Yoyo,
I am a country music fan, and I can definately relate to that song too. Actually, I can relate to too many country songs. I told my fil way back in March that "I was letting myself go". He said why would you do that you are just fine the way you are. I said if H comes back, he is going to be coming back to a whole new me.

My mil just called me. I haven't talked to her in a few days, and we used to talk about everyday. I'm trying to cut off some contact with my ils, not that I don't like talking to them, but I think it will help me detach. From the conversation, I still got the impression that H is miserable, and he still doesn't know what he wants to do. I guess he is in denial not only about how screwed up his life but that this marriage is over. I want to scream at him and say "THERE IS NO CHOICE TO MAKE. WE ARE DONE. YOU WANTED SOMEONE TO TELL YOU WHAT TO DO, SO I MADE IT EASY ON YOU. I MADE THE CHOICE FOR YOU. IF THE OW IS SO GREAT, BE WITH HER AND LEAVE ME THE H$LL ALONE. I'M MOVING ON."
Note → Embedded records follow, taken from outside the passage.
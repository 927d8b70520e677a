use std::collections::HashMap;

use chrono::{DateTime, Utc};
use quick_xml::events::{BytesStart, Event};
use quick_xml::Reader;
use tracing::debug;

use crate::feed::model::{Color, Product, Rejection};
use crate::feed::FeedError;
use crate::normalization::decimal_comma;

/// Outcome of one catalog document: validated records in document order plus
/// one rejection per element that failed validation.
#[derive(Debug, Default)]
pub struct ParsedFeed {
    pub products: Vec<Product>,
    pub rejections: Vec<Rejection>,
}

impl ParsedFeed {
    pub fn is_clean(&self) -> bool {
        self.rejections.is_empty()
    }
}

#[derive(Debug, Clone, Copy, PartialEq, Eq)]
enum Section {
    None,
    Images,
    Details,
}

/// Loosely-typed view of one `<Product>` element before projection. The
/// detail bag never escapes this module.
#[derive(Debug, Default)]
struct RawRecord {
    stock_code: Option<String>,
    name: Option<String>,
    images: Vec<String>,
    details: HashMap<String, String>,
    span_start: usize,
}

fn attr_value(element: &BytesStart<'_>, wanted: &[u8]) -> Option<String> {
    for attr in element.attributes().flatten() {
        if attr.key.as_ref() == wanted {
            return Some(attr.unescape_value().unwrap_or_default().to_string());
        }
    }
    None
}

impl RawRecord {
    fn open(element: &BytesStart<'_>, span_start: usize) -> Self {
        Self {
            stock_code: attr_value(element, b"ProductId"),
            name: attr_value(element, b"Name"),
            span_start,
            ..Self::default()
        }
    }

    /// `Images/Image@Path`; children without a non-empty path are dropped.
    fn push_image(&mut self, element: &BytesStart<'_>) {
        if let Some(path) = attr_value(element, b"Path") {
            if !path.trim().is_empty() {
                self.images.push(path);
            }
        }
    }

    /// `ProductDetails/ProductDetail@Name/@Value`; last write wins on
    /// duplicate names.
    fn push_detail(&mut self, element: &BytesStart<'_>) {
        if let Some(name) = attr_value(element, b"Name") {
            let value = attr_value(element, b"Value").unwrap_or_default();
            self.details.insert(name, value);
        }
    }

    fn detail(&self, key: &str) -> Option<&str> {
        self.details
            .get(key)
            .map(String::as_str)
            .filter(|v| !v.trim().is_empty())
    }

    fn optional_detail(&self, key: &str) -> Option<String> {
        self.detail(key).map(str::to_string)
    }

    fn required_detail(&self, key: &str) -> Result<String, String> {
        self.detail(key)
            .map(str::to_string)
            .ok_or_else(|| format!("missing required detail {key}"))
    }

    fn money_detail(&self, key: &str) -> Result<Option<f64>, String> {
        let Some(raw) = self.detail(key) else {
            return Ok(None);
        };
        let value =
            decimal_comma(raw).map_err(|_| format!("invalid {key} value {raw:?}"))?;
        if value < 0.0 {
            return Err(format!("negative {key} value {raw:?}"));
        }
        Ok(Some(value))
    }

    /// Project the loose bag into a typed record. Any missing required field
    /// or out-of-vocabulary token fails the whole record.
    fn project(self, stamp: DateTime<Utc>) -> Result<Product, String> {
        let stock_code = self
            .stock_code
            .as_deref()
            .map(str::trim)
            .filter(|v| !v.is_empty())
            .ok_or_else(|| "missing required attribute ProductId".to_string())?
            .to_string();
        let name = self
            .name
            .as_deref()
            .map(str::trim)
            .filter(|v| !v.is_empty())
            .ok_or_else(|| "missing required attribute Name".to_string())?
            .to_string();

        let color = match self.detail("Color") {
            None => Vec::new(),
            Some(raw) => raw
                .split(',')
                .map(|token| token.parse::<Color>())
                .collect::<Result<Vec<_>, _>>()
                .map_err(|e| e.to_string())?,
        };

        let price = self.money_detail("Price")?;
        let discounted_price = self.money_detail("DiscountedPrice")?;

        let quantity_raw = self.required_detail("Quantity")?;
        let quantity = quantity_raw
            .trim()
            .parse::<i64>()
            .map_err(|_| format!("invalid Quantity value {quantity_raw:?}"))?;
        if quantity < 0 {
            return Err(format!("negative Quantity value {quantity}"));
        }

        let price_unit = self.required_detail("PriceUnit")?;
        let product_type = self.required_detail("ProductType")?;
        let series = self.required_detail("Series")?;
        let sample_size = self.optional_detail("SampleSize");
        let status = self.optional_detail("Status");
        let fabric = self.optional_detail("Fabric");
        let model_measurements = self.optional_detail("ModelMeasurements");
        let product_measurements = self.optional_detail("ProductMeasurements");

        Ok(Product {
            stock_code,
            name,
            color,
            price,
            discounted_price,
            is_discounted: discounted_price.is_some_and(|v| v > 0.0),
            images: self.images,
            quantity,
            price_unit,
            product_type,
            series,
            sample_size,
            status,
            fabric,
            model_measurements,
            product_measurements,
            created_at: stamp,
            updated_at: stamp,
        })
    }
}

fn resolve(
    record: RawRecord,
    xml: &str,
    end: usize,
    stamp: DateTime<Utc>,
    out: &mut ParsedFeed,
) {
    let span_start = record.span_start.min(end);
    match record.project(stamp) {
        Ok(product) => out.products.push(product),
        Err(reason) => {
            let source = xml[span_start..end].trim().to_string();
            debug!(%reason, "dropping product record");
            out.rejections.push(Rejection { reason, source });
        }
    }
}

/// Walk one catalog document and extract every `<Product>` element,
/// wherever it sits in the tree. Element-level validation failures are
/// collected as rejections; only ill-formed XML aborts.
pub fn parse_feed(xml: &str) -> Result<ParsedFeed, FeedError> {
    let mut reader = Reader::from_str(xml);
    reader.config_mut().trim_text(true);

    let mut out = ParsedFeed::default();
    let mut current: Option<RawRecord> = None;
    let mut section = Section::None;
    let stamp = Utc::now();

    loop {
        let cursor = reader.buffer_position() as usize;
        match reader.read_event()? {
            Event::Start(e) => match e.name().as_ref() {
                b"Product" if current.is_none() => {
                    current = Some(RawRecord::open(&e, cursor));
                    section = Section::None;
                }
                b"Images" if current.is_some() => section = Section::Images,
                b"ProductDetails" if current.is_some() => section = Section::Details,
                b"Image" if section == Section::Images => {
                    if let Some(record) = current.as_mut() {
                        record.push_image(&e);
                    }
                }
                b"ProductDetail" if section == Section::Details => {
                    if let Some(record) = current.as_mut() {
                        record.push_detail(&e);
                    }
                }
                _ => {}
            },
            Event::Empty(e) => match e.name().as_ref() {
                b"Image" if section == Section::Images => {
                    if let Some(record) = current.as_mut() {
                        record.push_image(&e);
                    }
                }
                b"ProductDetail" if section == Section::Details => {
                    if let Some(record) = current.as_mut() {
                        record.push_detail(&e);
                    }
                }
                b"Product" if current.is_none() => {
                    let record = RawRecord::open(&e, cursor);
                    let end = reader.buffer_position() as usize;
                    resolve(record, xml, end, stamp, &mut out);
                }
                _ => {}
            },
            Event::End(e) => match e.name().as_ref() {
                b"Images" | b"ProductDetails" => section = Section::None,
                b"Product" => {
                    if let Some(record) = current.take() {
                        let end = reader.buffer_position() as usize;
                        resolve(record, xml, end, stamp, &mut out);
                    }
                }
                _ => {}
            },
            Event::Eof => break,
            _ => {}
        }
    }

    Ok(out)
}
I think that he is going to be in the area this weekend. I think that he plans on meeting up with me to give me the D papers. I'm sure that he didn't want to just send them because he wants to see my reaction and manipulate the situation if he can. If I do see him, I have to be strong. I can't back down (easier said than done). I can't say Is this what you really want? I've done that before and look at where it has got me. My plan is to take the papers, but I am not signing them with him there. I am going to consult an attorney before signing to make sure they say what they are supposed to. I am going to pretend that D is what I want and see his reaction. Actually, I wouldn't be completely pretending, part of me does want a D. Any advice on how to handle this situation?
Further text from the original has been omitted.